Les Miserables is one of my favorite books. It’s definitely in my top 10, maybe even in the top 5. I love the musical, too. While it fails to encompass the depth and breadth of the novel, I think it does justice in capturing its spirit. And it’s exciting and the music is fantastic!
I’m sure innumerable essays have been written by college English majors on symbolism in Les Mis, so I don’t expect to be breaking any fresh ground with this, but I was thinking about Jean Valjean’s character earlier as I blasted the Les Mis soundtrack on my way to work.
I thought, he isn’t a Christ character, he’s an us character. He’s arrested for crime – he committed it for the sake of his sister’s family, so we think, hey, he’s not that bad. But after he’s released from prison, he’s so embittered and corrupted by his time in the galleys and society’s refusal to reintegrate him that he takes advantage of the only people who’ve shown him kindness and steals their only items of value (their state of relative poverty isn’t really known in the musical/movie but it is in the book). When Valjean is caught with the stolen silver, the priest from whom he stole it lies to the police and gives Valjean the silver in order to save him from returning the galleys.

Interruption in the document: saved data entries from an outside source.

//! `$sort` parsing and value ordering.

use std::cmp::Ordering;

use serde_json::Value;

use crate::error::{Result, StoreError};
use crate::query::filter::{resolve_path, split_path};
use crate::types::Record;

/// One `$sort` key.
#[derive(Debug, Clone, PartialEq, Eq)]
pub struct SortKey {
    pub field: String,
    pub path: Vec<String>,
    pub descending: bool,
}

/// Parse a `$sort` directive. Key order sets priority.
pub fn parse_sort(value: &Value) -> Result<Vec<SortKey>> {
    let map = value
        .as_object()
        .ok_or_else(|| StoreError::InvalidQuery("`$sort` expects an object".to_string()))?;
    map.iter()
        .map(|(field, direction)| {
            Ok(SortKey {
                field: field.clone(),
                path: split_path(field),
                descending: parse_direction(field, direction)?,
            })
        })
        .collect()
}

fn parse_direction(field: &str, direction: &Value) -> Result<bool> {
    let descending = match direction {
        Value::Number(n) => match n.as_f64() {
            Some(d) if d > 0.0 => Some(false),
            Some(d) if d < 0.0 => Some(true),
            _ => None,
        },
        Value::String(s) => match s.as_str() {
            "1" | "asc" | "ascending" => Some(false),
            "-1" | "desc" | "descending" => Some(true),
            _ => None,
        },
        _ => None,
    };
    descending.ok_or_else(|| {
        StoreError::InvalidQuery(format!("invalid sort direction for `{field}`: {direction}"))
    })
}

// missing < null < number < string < bool < array < object
fn type_rank(value: Option<&Value>) -> u8 {
    match value {
        None => 0,
        Some(Value::Null) => 1,
        Some(Value::Number(_)) => 2,
        Some(Value::String(_)) => 3,
        Some(Value::Bool(_)) => 4,
        Some(Value::Array(_)) => 5,
        Some(Value::Object(_)) => 6,
    }
}

/// Total order over optional JSON values used by `$sort`.
pub fn compare_values(a: Option<&Value>, b: Option<&Value>) -> Ordering {
    let rank = type_rank(a).cmp(&type_rank(b));
    if rank != Ordering::Equal {
        return rank;
    }
    match (a, b) {
        (Some(Value::Number(x)), Some(Value::Number(y))) => match (x.as_f64(), y.as_f64()) {
            (Some(x), Some(y)) => x.total_cmp(&y),
            _ => Ordering::Equal,
        },
        (Some(Value::String(x)), Some(Value::String(y))) => x.cmp(y),
        (Some(Value::Bool(x)), Some(Value::Bool(y))) => x.cmp(y),
        (Some(Value::Array(x)), Some(Value::Array(y))) => x
            .iter()
            .zip(y)
            .map(|(a, b)| compare_values(Some(a), Some(b)))
            .find(|o| *o != Ordering::Equal)
            .unwrap_or_else(|| x.len().cmp(&y.len())),
        _ => Ordering::Equal,
    }
}

/// Compare two records by `keys`.
pub fn compare_records(a: &Record, b: &Record, keys: &[SortKey]) -> Ordering {
    for key in keys {
        let va = resolve_path(a, &key.path).into_iter().next();
        let vb = resolve_path(b, &key.path).into_iter().next();
        let ordering = compare_values(va, vb);
        if ordering != Ordering::Equal {
            return if key.descending {
                ordering.reverse()
            } else {
                ordering
            };
        }
    }
    Ordering::Equal
}

/// Stable multi-key sort in place. Ties keep their incoming order.
pub fn sort_records(records: &mut [Record], keys: &[SortKey]) {
    if keys.is_empty() {
        return;
    }
    records.sort_by(|a, b| compare_records(a, b, keys));
}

He tells Valjean to use the silver to establish himself honestly. In the musical, he says, “I have bought your soul for God.”
Valjean is dumbfounded in the face of such love, for him, a convict, who stole from the man! Again, in the musical he sings, “He said I had a soul – how did he know?” (I’d make references from the book except I don’t know where my copy is…the musical will have to do.)
As we know, Valjean takes the priest’s gift, gives up his old identity and begins living his life in the service of others. In the book, he begins to uphold the priest in his mind as his standard of love and goodness, a standard he wants to emulate.
The priest is the Christ-figure, and Valjean, like us, becomes Christlike when someone makes the sacrifice to redeem him. He even goes so far as to turn himself into the authorities when they arrest a man they think is Valjean, sacrificing himself in order to save the wrongly accused. Valjean still has some selfish patterns, but he repeatedly shows sacrificial love and grows more selfless. He cares for the people cast aside, the prostitutes, the orphans, the poor, he even spares the life of the man who’s hunted him for years.
Just some hastily written thoughts. If you like reading, and you’re a determined reader, not to be put off by 30-page descriptions of the battle of Waterloo (I skimmed that part), you should definitely read Les Miserables.